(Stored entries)
# # # #

//! Connection Dispatcher
//!
//! Satu thread per koneksi. Loop decode-dispatch berjalan selama state
//! `Active`; transisi ke `Closed` terjadi tepat sekali, dan socket ditutup
//! saat `Connection` di-consume oleh [`Connection::run`].

use std::net::{SocketAddr, TcpStream};
use std::sync::atomic::Ordering;
use std::sync::Arc;

use tracing::{debug, error, info, warn};

use super::server::ServerStats;
use crate::error::{HandoffError, ProtocolError};
use crate::handoff::{Handoff, WorkerExit};
use crate::protocol::{Courier, Message, Token, TypeRegistry};

/// Why a connection left the `Active` state
#[derive(Debug)]
pub enum CloseReason {
    /// Peer closed between frames
    PeerClosed,
    /// Unknown type, size mismatch, or I/O failure
    Protocol(ProtocolError),
    /// Worker ran and exited normally
    HandedOff(WorkerExit),
    /// Worker could not be spawned or did not exit normally
    HandoffFailed(HandoffError),
}

enum ConnectionState {
    Active,
    Closed(CloseReason),
}

/// Values reported by the peer before the link request.
///
/// Tidak ada negosiasi versi dan token tidak diverifikasi.
#[derive(Debug, Default, Clone)]
pub struct Session {
    pub version: Option<u64>,
    pub token: Option<Token>,
    pub acks: u64,
}

/// Per-connection dispatcher
pub struct Connection<H: Handoff> {
    stream: TcpStream,
    peer: SocketAddr,
    registry: Arc<TypeRegistry>,
    handoff: Arc<H>,
    stats: Arc<ServerStats>,
    strict_frame_size: bool,
    session: Session,
}

impl<H: Handoff> Connection<H> {
    pub fn new(
        stream: TcpStream,
        peer: SocketAddr,
        registry: Arc<TypeRegistry>,
        handoff: Arc<H>,
        stats: Arc<ServerStats>,
    ) -> Self {
        Self {
            stream,
            peer,
            registry,
            handoff,
            stats,
            strict_frame_size: false,
            session: Session::default(),
        }
    }

    pub fn with_strict_frame_size(mut self, strict: bool) -> Self {
        self.strict_frame_size = strict;
        self
    }

    /// Jalankan loop sampai `Closed`, lalu tutup socket.
    pub fn run(mut self) -> (CloseReason, Session) {
        info!(peer = %self.peer, "Client connected");

        let reason = self.dispatch_loop();
        self.record_close(&reason);

        info!(peer = %self.peer, "Client disconnected");
        // Satu-satunya titik penutupan socket
        drop(self.stream);

        (reason, self.session)
    }

    fn dispatch_loop(&mut self) -> CloseReason {
        let registry = Arc::clone(&self.registry);
        let mut courier =
            Courier::new(&self.stream, &registry).with_strict_frame_size(self.strict_frame_size);

        loop {
            let msg = match courier.receive() {
                Ok(msg) => msg,
                Err(ProtocolError::StreamEnded) => return CloseReason::PeerClosed,
                Err(e) => return CloseReason::Protocol(e),
            };
            self.stats.messages_received.fetch_add(1, Ordering::Relaxed);

            let state = match msg {
                Message::Ok => {
                    info!(peer = %self.peer, "OK");
                    self.session.acks += 1;
                    ConnectionState::Active
                }
                Message::Version(v) => {
                    info!(peer = %self.peer, version = v.value, "Version reported");
                    self.session.version = Some(v.value);
                    ConnectionState::Active
                }
                Message::Authorization(auth) => {
                    warn!(
                        peer = %self.peer,
                        token = %auth.token.to_hex(),
                        "Authorization token received but not verified"
                    );
                    self.session.token = Some(auth.token);
                    ConnectionState::Active
                }
                Message::LinkLibrary(link) => {
                    info!(peer = %self.peer, library = %link.name(), "Link library requested");

                    self.stats.handoffs_started.fetch_add(1, Ordering::Relaxed);
                    // Satu link request per koneksi, apapun hasilnya.
                    // Nama diteruskan sebagai bytes mentah, bukan versi lossy.
                    match self.handoff.handoff(&self.stream, &link.name_os()) {
                        Ok(exit) => ConnectionState::Closed(CloseReason::HandedOff(exit)),
                        Err(e) => ConnectionState::Closed(CloseReason::HandoffFailed(e)),
                    }
                }
            };

            if let ConnectionState::Closed(reason) = state {
                return reason;
            }
        }
    }

    fn record_close(&self, reason: &CloseReason) {
        match reason {
            CloseReason::PeerClosed => debug!(peer = %self.peer, "Peer closed stream"),
            CloseReason::Protocol(ProtocolError::UnknownMessage(header)) => {
                self.stats.protocol_errors.fetch_add(1, Ordering::Relaxed);
                warn!(peer = %self.peer, %header, "unknown message");
            }
            CloseReason::Protocol(e) => {
                self.stats.protocol_errors.fetch_add(1, Ordering::Relaxed);
                warn!(peer = %self.peer, "{}", e);
            }
            CloseReason::HandedOff(exit) => {
                debug!(peer = %self.peer, code = exit.code, "Handoff complete")
            }
            CloseReason::HandoffFailed(e) => {
                self.stats.handoffs_failed.fetch_add(1, Ordering::Relaxed);
                error!(peer = %self.peer, "Handoff failed: {}", e);
            }
        }
    }
}

#[cfg(test)]
mod tests {
    use super::*;
    use crate::protocol::{MessageType, HEADER_SIZE};
    use std::ffi::{OsStr, OsString};
    use std::io::Write;
    use std::net::{Shutdown, TcpListener};
    use std::sync::Mutex;

    #[derive(Default)]
    struct RecordingHandoff {
        libraries: Mutex<Vec<OsString>>,
        fail: bool,
    }

    impl Handoff for RecordingHandoff {
        fn handoff(&self, _conn: &TcpStream, library: &OsStr) -> Result<WorkerExit, HandoffError> {
            self.libraries.lock().unwrap().push(library.to_os_string());
            if self.fail {
                Err(HandoffError::AbnormalExit {
                    signal: Some(9),
                    source: None,
                })
            } else {
                Ok(WorkerExit { code: 0 })
            }
        }
    }

    fn frame(msg_type: MessageType, payload: &[u8]) -> Vec<u8> {
        let mut buf = Vec::new();
        buf.extend_from_slice(&((HEADER_SIZE + payload.len()) as u64).to_le_bytes());
        buf.extend_from_slice(&msg_type.0.to_le_bytes());
        buf.extend_from_slice(payload);
        buf
    }

    fn link_frame(name: &str) -> Vec<u8> {
        let mut buf = [0u8; 64];
        buf[..name.len()].copy_from_slice(name.as_bytes());
        frame(MessageType::LINK_LIBRARY, &buf)
    }

    fn run_with(data: &[u8], handoff: Arc<RecordingHandoff>) -> (CloseReason, Session) {
        run_counted(data, handoff, Arc::new(ServerStats::new()))
    }

    /// Kirim `data`, tutup sisi tulis client, lalu jalankan dispatcher.
    fn run_counted(
        data: &[u8],
        handoff: Arc<RecordingHandoff>,
        stats: Arc<ServerStats>,
    ) -> (CloseReason, Session) {
        let listener = TcpListener::bind("127.0.0.1:0").unwrap();
        let mut client = TcpStream::connect(listener.local_addr().unwrap()).unwrap();
        let (server, peer) = listener.accept().unwrap();

        client.write_all(data).unwrap();
        client.shutdown(Shutdown::Write).unwrap();

        let conn = Connection::new(
            server,
            peer,
            Arc::new(TypeRegistry::standard().unwrap()),
            handoff,
            stats,
        );
        conn.run()
    }

    #[test]
    fn test_session_values_recorded() {
        let mut data = frame(MessageType::VERSION, &2u64.to_le_bytes());
        data.extend(frame(MessageType::AUTHORIZATION, &[0x11; 128]));
        data.extend(frame(MessageType::OK, &[]));

        let (reason, session) = run_with(&data, Arc::default());

        assert!(matches!(reason, CloseReason::PeerClosed));
        assert_eq!(session.version, Some(2));
        assert_eq!(session.token, Some(Token([0x11; 128])));
        assert_eq!(session.acks, 1);
    }

    #[test]
    fn test_link_library_is_terminal() {
        let handoff = Arc::new(RecordingHandoff::default());
        let mut data = link_frame("libtest");
        data.extend(link_frame("libother"));

        let (reason, _) = run_with(&data, Arc::clone(&handoff));

        assert!(matches!(reason, CloseReason::HandedOff(WorkerExit { code: 0 })));
        assert_eq!(*handoff.libraries.lock().unwrap(), vec![OsString::from("libtest")]);
    }

    #[cfg(unix)]
    #[test]
    fn test_non_utf8_name_is_not_replaced() {
        use std::os::unix::ffi::OsStrExt;

        let handoff = Arc::new(RecordingHandoff::default());
        let data = frame(MessageType::LINK_LIBRARY, &[0xE9; 64]);

        run_with(&data, Arc::clone(&handoff));

        let libraries = handoff.libraries.lock().unwrap();
        assert_eq!(libraries.len(), 1);
        assert_eq!(libraries[0].as_bytes(), &[0xE9; 64][..]);
    }

    #[test]
    fn test_failed_handoff_closes_connection() {
        let handoff = Arc::new(RecordingHandoff {
            fail: true,
            ..Default::default()
        });

        let stats = Arc::new(ServerStats::new());

        let (reason, _) = run_counted(
            &link_frame("libtest"),
            Arc::clone(&handoff),
            Arc::clone(&stats),
        );

        assert!(matches!(
            reason,
            CloseReason::HandoffFailed(HandoffError::AbnormalExit { .. })
        ));
        assert_eq!(handoff.libraries.lock().unwrap().len(), 1);
        assert_eq!(stats.handoffs_started.load(Ordering::Relaxed), 1);
        assert_eq!(stats.handoffs_failed.load(Ordering::Relaxed), 1);
    }

    #[test]
    fn test_unknown_message_closes_connection() {
        let handoff = Arc::new(RecordingHandoff::default());
        let mut data = frame(MessageType(0xFFFF), &[]);
        data.extend(link_frame("libtest"));

        let (reason, _) = run_with(&data, Arc::clone(&handoff));

        match reason {
            CloseReason::Protocol(ProtocolError::UnknownMessage(header)) => {
                assert_eq!(header.msg_type, MessageType(0xFFFF));
                assert_eq!(header.size, 16);
            }
            other => panic!("unexpected close reason: {:?}", other),
        }
        assert!(handoff.libraries.lock().unwrap().is_empty());
    }

    #[test]
    fn test_truncated_payload_closes_connection() {
        let mut data = frame(MessageType::AUTHORIZATION, &[0u8; 128]);
        data.truncate(HEADER_SIZE + 40);

        let (reason, session) = run_with(&data, Arc::default());

        assert!(matches!(
            reason,
            CloseReason::Protocol(ProtocolError::Size {
                expected: 128,
                actual: 40,
                ..
            })
        ));
        assert!(session.token.is_none());
    }
}
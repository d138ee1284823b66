//! Worker Handoff
//!
//! Koneksi diserahkan ke proses worker terpisah: socket diduplikasi ke
//! descriptor 3 milik child, lalu dispatcher menunggu child selesai.
//! Crash di worker tidak ikut menjatuhkan server.

use std::ffi::OsStr;
use std::net::TcpStream;
use std::path::PathBuf;
use std::process::{Command, ExitStatus};

use tracing::{debug, info, warn};

use crate::error::HandoffError;

/// Descriptor slot yang menerima socket di proses worker (setelah stderr)
pub const WORKER_FD: i32 = 3;

/// Normal worker termination. The exit code is reported, not interpreted.
#[derive(Debug, Clone, Copy, PartialEq, Eq)]
pub struct WorkerExit {
    pub code: i32,
}

/// Transfers a live connection to whatever performs the link work.
///
/// The dispatcher keeps ownership of `conn` and closes it after this returns.
/// `library` carries the raw name bytes; failures are logged by the caller.
pub trait Handoff: Send + Sync {
    fn handoff(&self, conn: &TcpStream, library: &OsStr) -> Result<WorkerExit, HandoffError>;
}

/// How the worker process is launched
#[derive(Debug, Clone)]
pub struct WorkerConfig {
    /// Path to the worker executable
    pub path: PathBuf,
    /// argv[0] given to the worker
    pub name: String,
    /// Resolver endpoint, passed through uninterpreted
    pub resolver_addr: String,
    /// Working directory; inherited when `None`
    pub working_dir: Option<PathBuf>,
}

impl Default for WorkerConfig {
    fn default() -> Self {
        Self {
            path: PathBuf::from("svclinker"),
            name: "svclinker".to_string(),
            resolver_addr: "/var/run/svcsymres.sock".to_string(),
            working_dir: None,
        }
    }
}

/// Spawns one worker process per link request
#[derive(Debug, Clone)]
pub struct WorkerHandoff {
    config: WorkerConfig,
}

impl WorkerHandoff {
    pub fn new(config: WorkerConfig) -> Self {
        Self { config }
    }

    /// Command tanpa descriptor binding; argumen: `3 <resolver> <library>`
    fn command(&self, library: &OsStr) -> Command {
        let mut cmd = Command::new(&self.config.path);
        cmd.arg(WORKER_FD.to_string())
            .arg(&self.config.resolver_addr)
            .arg(library);

        #[cfg(unix)]
        {
            use std::os::unix::process::CommandExt;
            cmd.arg0(&self.config.name);
        }

        if let Some(dir) = &self.config.working_dir {
            cmd.current_dir(dir);
        }
        cmd
    }
}

#[cfg(unix)]
impl Handoff for WorkerHandoff {
    fn handoff(&self, conn: &TcpStream, library: &OsStr) -> Result<WorkerExit, HandoffError> {
        use std::os::fd::{AsFd, AsRawFd};
        use std::os::unix::process::CommandExt;

        // Duplikat milik parent (close-on-exec). Original tetap milik dispatcher.
        let inherited = conn
            .as_fd()
            .try_clone_to_owned()
            .map_err(HandoffError::Spawn)?;
        let raw = inherited.as_raw_fd();

        let mut cmd = self.command(library);
        // SAFETY: closure hanya memanggil dup2/fcntl (async-signal-safe)
        // dan tidak mengalokasi memori.
        unsafe {
            cmd.pre_exec(move || bind_worker_fd(raw));
        }

        info!(
            worker = %self.config.path.display(),
            library = %library.to_string_lossy(),
            fd = WORKER_FD,
            "Spawning worker"
        );

        let mut child = cmd.spawn().map_err(HandoffError::Spawn)?;
        // Child sudah punya salinannya sendiri di fd 3
        drop(inherited);

        let pid = child.id();
        debug!(pid, "Waiting for worker");

        match child.wait() {
            Ok(status) => classify(pid, status),
            Err(e) => Err(HandoffError::AbnormalExit {
                signal: None,
                source: Some(e),
            }),
        }
    }
}

#[cfg(not(unix))]
impl Handoff for WorkerHandoff {
    fn handoff(&self, _conn: &TcpStream, _library: &OsStr) -> Result<WorkerExit, HandoffError> {
        Err(HandoffError::Spawn(std::io::Error::new(
            std::io::ErrorKind::Unsupported,
            "descriptor inheritance is only available on unix",
        )))
    }
}

/// Runs in the forked child before exec.
#[cfg(unix)]
fn bind_worker_fd(raw: i32) -> std::io::Result<()> {
    // SAFETY: `raw` tetap open di child sampai exec; dup2/fcntl aman dipanggil
    // di antara fork dan exec.
    unsafe {
        if raw == WORKER_FD {
            // dup2 ke dirinya sendiri tidak menghapus FD_CLOEXEC
            if libc::fcntl(WORKER_FD, libc::F_SETFD, 0) == -1 {
                return Err(std::io::Error::last_os_error());
            }
        } else if libc::dup2(raw, WORKER_FD) == -1 {
            return Err(std::io::Error::last_os_error());
        }
    }
    Ok(())
}

fn classify(pid: u32, status: ExitStatus) -> Result<WorkerExit, HandoffError> {
    if let Some(code) = status.code() {
        if code == 0 {
            info!(pid, code, "Worker exited");
        } else {
            warn!(pid, code, "Worker exited with non-zero status");
        }
        return Ok(WorkerExit { code });
    }

    #[cfg(unix)]
    let signal = {
        use std::os::unix::process::ExitStatusExt;
        status.signal()
    };
    #[cfg(not(unix))]
    let signal = None;

    debug!(pid, ?signal, "Worker terminated by signal");
    Err(HandoffError::AbnormalExit {
        signal,
        source: None,
    })
}
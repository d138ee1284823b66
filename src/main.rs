//! linkd server binary
//!
//! Usage:
//!   linkd [--addr :40545] [--lpath svclinker] [--res-addr /var/run/svcsymres.sock]

use std::sync::Arc;

use anyhow::{Context, Result};
use clap::Parser;
use tracing::{error, info};
use tracing_subscriber::EnvFilter;

use linkd::config::{Args, ServerConfig};
use linkd::handoff::WorkerHandoff;
use linkd::network::Server;
use linkd::protocol::TypeRegistry;

fn run(args: Args) -> Result<()> {
    let config = ServerConfig::from_args(&args)?;

    let registry = TypeRegistry::standard().context("invalid message type table")?;

    let handoff = WorkerHandoff::new(config.worker.clone());
    let mut server = Server::bind(config.listen_addr, Arc::new(registry), Arc::new(handoff))
        .with_context(|| format!("failed to listen on {}", config.listen_addr))?
        .with_strict_frame_size(config.strict_frame_size);

    info!(
        worker = %config.worker.path.display(),
        resolver = %config.worker.resolver_addr,
        strict_frame_size = config.strict_frame_size,
        "Worker configuration"
    );

    let shutdown = server.shutdown_handle();
    ctrlc::set_handler(move || {
        info!("Shutdown signal received, exiting");
        shutdown.shutdown();
    })
    .context("failed to install signal handler")?;

    server.run().context("accept loop failed")?;
    server.stats().log_summary();

    Ok(())
}

fn main() {
    let args = Args::parse();

    let default_level = if args.debug { "debug" } else { "info" };
    tracing_subscriber::fmt()
        .with_env_filter(
            EnvFilter::try_from_default_env().unwrap_or_else(|_| EnvFilter::new(default_level)),
        )
        .with_target(false)
        .compact()
        .init();

    if let Err(e) = run(args) {
        error!("Fatal error: {:#}", e);
        std::process::exit(1);
    }
}
//! Protocol Layer: Fixed-Layout Binary Frames
//!
//! Prinsip desain:
//! - Fixed-size header: 16 byte, little-endian
//! - Fixed-size payload per tipe, diketahui dari type registry
//! - Closed message set: tidak ada reflection, decode lewat match exhaustive

mod codec;
mod message;

pub use codec::{read_header, Courier};
pub use message::{
    Authorization, Header, LinkLibrary, Message, MessageKind, MessageType, Token, TypeRegistry,
    Version, HEADER_SIZE, LIBRARY_NAME_SIZE, TOKEN_SIZE, VERSION_SIZE,
};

# # # #

Among the entries above, which lines include "Result"? List them all.

Exercise answer =>
        fn handoff(&self, _conn: &TcpStream, library: &OsStr) -> Result<WorkerExit, HandoffError> {
    fn handoff(&self, conn: &TcpStream, library: &OsStr) -> Result<WorkerExit, HandoffError>;
    fn handoff(&self, conn: &TcpStream, library: &OsStr) -> Result<WorkerExit, HandoffError> {
    fn handoff(&self, _conn: &TcpStream, _library: &OsStr) -> Result<WorkerExit, HandoffError> {
fn bind_worker_fd(raw: i32) -> std::io::Result<()> {
fn classify(pid: u32, status: ExitStatus) -> Result<WorkerExit, HandoffError> {
use anyhow::{Context, Result};
fn run(args: Args) -> Result<()> {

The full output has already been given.